Adv Nel said that, to put things into perspective, the POCA legislation prescribed a fine of R1 billion for racketeering. He thought that it had to be recognised that offences involving children deserved very serious fines.

Mr Jeffery said that this rationale did not seem to apply to the lesser offences as well as it did to the more serious ones. The fines and sentences for lesser offences did not seem to be consistent.

Ms Schäfer said that the offences were not of a minor nature. She pointed out that a failure to report that a child or woman had been trafficked could be punished with a maximum penalty. The courts still had a discretion.

Mr Jeffery said that he was worried about the rationality behind a 15-fold increase, and thought that this needed further consideration

Clause 14
Mr Bassett said that there were no changes from the previous discussion.

Clause 15
Ms Stuurman said that the phrase “or other disciplinary action” had been included under 15(3)(b). Under 15(4)(1), the reference to Clause 7 or 8 had been deleted and there was now reference to “8(1)(b) or (2)(b) or 9(2)”. Clause 15(6) now read: “The Provincial Department of Social Development must, in its investigation referred to in section 110(5) of the Children’s Act, without delay, in the prescribed manner, assess whether the child concerned is a victim of trafficking”.

Mr Jeffery said that he did not understand the reference to children.

Ms Stuurman said that the accredited organisation and Provincial Department of Social Development would assess whether a child was a victim of trafficking. For adult victims, only the Provincial Department of Social Development would make that assessment.

Mr Jeffery said that the Committee wanted the assessment to be done by the Provincial Department of Social Development, and no one else.

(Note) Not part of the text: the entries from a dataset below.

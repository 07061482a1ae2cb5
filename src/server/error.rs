//! HTTP rendering of callback failures.

use axum::http::{header, StatusCode};
use axum::response::{IntoResponse, Response};

use crate::oauth::CallbackError;

impl CallbackError {
    pub fn status(&self) -> StatusCode {
        match self {
            Self::MissingCode
            | Self::InvalidState
            | Self::CodeAlreadyUsed
            | Self::MissingVerifier => StatusCode::BAD_REQUEST,
            Self::Upstream(_) => StatusCode::BAD_GATEWAY,
        }
    }
}

impl IntoResponse for CallbackError {
    fn into_response(self) -> Response {
        let status = self.status();
        if status.is_server_error() {
            tracing::error!("Callback failed: {}", self);
        } else {
            tracing::warn!("Callback rejected: {}", self);
        }
        (
            status,
            [(header::CONTENT_TYPE, "text/plain; charset=utf-8")],
            self.to_string(),
        )
            .into_response()
    }
}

Mr Bassett said that the Department of Social Development (DSD) wanted a designated child protection organisation to be involved in cases where children were concerned, in line with section 110 of the Children’s Act. The Department did not feel that this was viable, given the Committee’s concerns.

Mr Jeffery said that the way the clause was worded seemed to suggest that it was only a Provincial Department of Social Development that would do the assessment. He noted that in a discussion with the Minister of Social Development, she had indicated that she would be satisfied with the duty being assigned only to Department of Social Development (DSD).

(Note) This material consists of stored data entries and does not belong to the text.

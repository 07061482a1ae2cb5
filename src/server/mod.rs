//! HTTP front end: the login redirect and the OAuth callback.

mod error;
pub mod routes;

use anyhow::Context;
use axum::routing::get;
use axum::Router;
use std::sync::Arc;

use crate::config::OAuthConfig;
use crate::dispatch::Dispatcher;
use crate::oauth::{SessionStore, TokenClient};

/// Shared state injected into both handlers.
#[derive(Clone)]
pub struct AppState {
    pub oauth: Arc<OAuthConfig>,
    pub sessions: Arc<dyn SessionStore>,
    pub token_client: TokenClient,
    pub dispatcher: Arc<Dispatcher>,
    pub secure_cookie: bool,
}

pub fn router(state: AppState) -> Router {
    Router::new()
        .route("/", get(routes::login))
        .route("/callback", get(routes::callback))
        .with_state(state)
}

/// Binds `bind` and serves until Ctrl+C.
///
/// # Errors
/// - If the address cannot be bound
/// - If the server fails while running
pub async fn serve(bind: &str, state: AppState) -> anyhow::Result<()> {
    let listener = tokio::net::TcpListener::bind(bind)
        .await
        .with_context(|| format!("Failed to bind {bind}"))?;
    let addr = listener.local_addr()?;
    tracing::info!("Listening on http://{addr}");
    println!("Listening on http://{addr} (Ctrl+C to stop)");

    axum::serve(listener, router(state))
        .with_graceful_shutdown(shutdown_signal())
        .await
        .context("Server error")?;

    tracing::info!("Server stopped");
    Ok(())
}

async fn shutdown_signal() {
    if let Err(e) = tokio::signal::ctrl_c().await {
        tracing::error!("Failed to listen for shutdown signal: {e}");
        std::future::pending::<()>().await;
    }
}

Mr Mandla Mathaphuna, Director: Legal Services, DSD, said that the Committee’s points had been noted. DSD was just noting the reference to Section 110(5) of the Children’s Act, which also specified that a designated child protection organisation could do the assessment.

Ms Schäfer suggested that the reference to Section 110(5) of the Children’s Act should be taken out, but asked how this would impact on the rest of the Bill.

Mr Jeffery suggested that the clause should read: “The provincial department of social development must, without delay, in the prescribed manner, assess whether the child concerned is a victim of trafficking”.

The Committee agreed.

Ms Schäfer questioned the use of the word “other” under Clause 15(3)(b).

Mr Swart said that he thought the Committee had agreed that the police would not be criminally charged.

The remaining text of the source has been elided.